Stored data entries
----

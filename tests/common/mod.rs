use custodial_vault::{Address, InMemoryTarget, Vault, VaultConfig};

pub fn init_tracing() {
    let _ = tracing_subscriber::fmt()
        .with_env_filter(
            tracing_subscriber::EnvFilter::try_from_default_env()
                .unwrap_or_else(|_| tracing_subscriber::EnvFilter::new("info")),
        )
        .with_test_writer()
        .try_init();
}

pub fn addr(tag: u8) -> Address {
    Address::from_bytes([tag; 32])
}

pub fn admin() -> Address {
    addr(3)
}

pub fn treasury() -> Address {
    addr(2)
}

pub fn new_vault(reward_fee_bps: u16, decimals_offset: u8) -> Vault<InMemoryTarget> {
    init_tracing();
    Vault::new(
        VaultConfig {
            asset_mint: addr(1),
            name: "Custody Vault".into(),
            symbol: "cVLT".into(),
            decimals_offset,
            reward_fee_bps,
            treasury: treasury(),
            admin: admin(),
        },
        InMemoryTarget::new(),
    )
    .unwrap()
}
use crate::error::{Result, VaultError};

/// The external yield-bearing position where vault assets are deployed.
///
/// The implementation is chosen at construction and treated as an opaque
/// capability surface: calls are assumed synchronous and atomic, but the
/// target's internal accounting is a separate trust boundary. The vault's
/// defenses against an adversarial target are the reentrancy guard and the
/// approval revocation performed on every emergency pull.
pub trait TargetPosition {
    /// Current valuation of the position, in asset units.
    fn total_assets(&self) -> u64;

    /// Deploy `amount` into the position. Returns the position delta
    /// actually credited; the vault rejects a zero delta.
    fn deposit(&mut self, amount: u64) -> Result<u64>;

    /// Free `amount` from the position. All-or-nothing: the hook must
    /// transfer exactly `amount` (reporting it back) or fail without
    /// moving anything. The vault consults `max_withdraw` before invoking
    /// this, so a conforming implementation is never asked for more than
    /// its reported liquidity.
    fn withdraw(&mut self, amount: u64) -> Result<u64>;

    /// Pull every currently liquid unit out of the position. Used during
    /// emergency evacuation; repeatable as liquidity frees up.
    fn redeem_all_available(&mut self) -> Result<u64>;

    /// Revoke any outstanding spending approval toward the position.
    /// Idempotent; invoked on every emergency pull.
    fn revoke_approval(&mut self);

    /// Remaining deposit capacity.
    fn max_deposit(&self) -> u64;

    /// Currently liquid (withdrawable) amount.
    fn max_withdraw(&self) -> u64;
}

/// In-memory target used by tests and examples. Supports simulated yield,
/// donations, and impairment (frozen liquidity) so crisis paths can be
/// exercised deterministically.
#[derive(Debug, Clone)]
pub struct InMemoryTarget {
    balance: u64,
    frozen: u64,
    deposit_limit: u64,
    approval_revoked: bool,
}

impl Default for InMemoryTarget {
    fn default() -> Self {
        Self {
            balance: 0,
            frozen: 0,
            deposit_limit: u64::MAX,
            approval_revoked: false,
        }
    }
}

impl InMemoryTarget {
    pub fn new() -> Self {
        Self::default()
    }

    pub fn with_deposit_limit(limit: u64) -> Self {
        Self {
            deposit_limit: limit,
            ..Self::default()
        }
    }

    /// Simulate yield accrual (or a donation) landing in the position.
    pub fn gain(&mut self, amount: u64) {
        self.balance = self.balance.saturating_add(amount);
    }

    /// Mark `amount` of the position as stuck: still reported in the
    /// valuation, no longer withdrawable.
    pub fn impair(&mut self, amount: u64) {
        self.frozen = self.frozen.saturating_add(amount).min(self.balance);
    }

    /// Free `amount` of previously stuck liquidity.
    pub fn release(&mut self, amount: u64) {
        self.frozen = self.frozen.saturating_sub(amount);
    }

    /// Drop `amount` of valuation outright (realized loss).
    pub fn lose(&mut self, amount: u64) {
        self.balance = self.balance.saturating_sub(amount);
        self.frozen = self.frozen.min(self.balance);
    }

    pub fn approval_revoked(&self) -> bool {
        self.approval_revoked
    }

    fn liquid(&self) -> u64 {
        self.balance - self.frozen
    }
}

impl TargetPosition for InMemoryTarget {
    fn total_assets(&self) -> u64 {
        self.balance
    }

    fn deposit(&mut self, amount: u64) -> Result<u64> {
        if amount > self.max_deposit() {
            return Err(VaultError::ExceedsTargetCapacity {
                requested: amount,
                max: self.max_deposit(),
            });
        }
        self.balance += amount;
        Ok(amount)
    }

    fn withdraw(&mut self, amount: u64) -> Result<u64> {
        if amount > self.liquid() {
            return Err(VaultError::WithdrawShortfall {
                requested: amount,
                available: self.liquid(),
            });
        }
        self.balance -= amount;
        Ok(amount)
    }

    fn redeem_all_available(&mut self) -> Result<u64> {
        let got = self.liquid();
        self.balance -= got;
        Ok(got)
    }

    fn revoke_approval(&mut self) {
        self.approval_revoked = true;
    }

    fn max_deposit(&self) -> u64 {
        self.deposit_limit.saturating_sub(self.balance)
    }

    fn max_withdraw(&self) -> u64 {
        self.liquid()
    }
}

#[cfg(test)]
mod tests {
    use super::*;

    #[test]
    fn test_withdraw_is_all_or_nothing() {
        let mut target = InMemoryTarget::new();
        target.deposit(1_000).unwrap();
        target.impair(400);

        assert_eq!(target.total_assets(), 1_000);
        assert_eq!(target.max_withdraw(), 600);
        // over-ask fails without moving anything
        assert!(target.withdraw(800).is_err());
        assert_eq!(target.total_assets(), 1_000);
        // asking within the reported liquidity transfers in full
        assert_eq!(target.withdraw(600).unwrap(), 600);
        assert_eq!(target.total_assets(), 400);
    }

    #[test]
    fn test_redeem_all_leaves_frozen_portion() {
        let mut target = InMemoryTarget::new();
        target.deposit(1_000).unwrap();
        target.impair(250);

        assert_eq!(target.redeem_all_available().unwrap(), 750);
        assert_eq!(target.total_assets(), 250);
        // second pull recovers nothing further until liquidity frees up
        assert_eq!(target.redeem_all_available().unwrap(), 0);
    }

    #[test]
    fn test_deposit_limit() {
        let mut target = InMemoryTarget::with_deposit_limit(500);
        assert_eq!(target.max_deposit(), 500);
        assert!(target.deposit(501).is_err());
        target.deposit(500).unwrap();
        assert_eq!(target.max_deposit(), 0);
    }
}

----

> **Problem description**:
For every line above that has "stuck" in it, copy the line.

> **Problem solution**:
    /// Mark `amount` of the position as stuck: still reported in the
    /// Free `amount` of previously stuck liquidity.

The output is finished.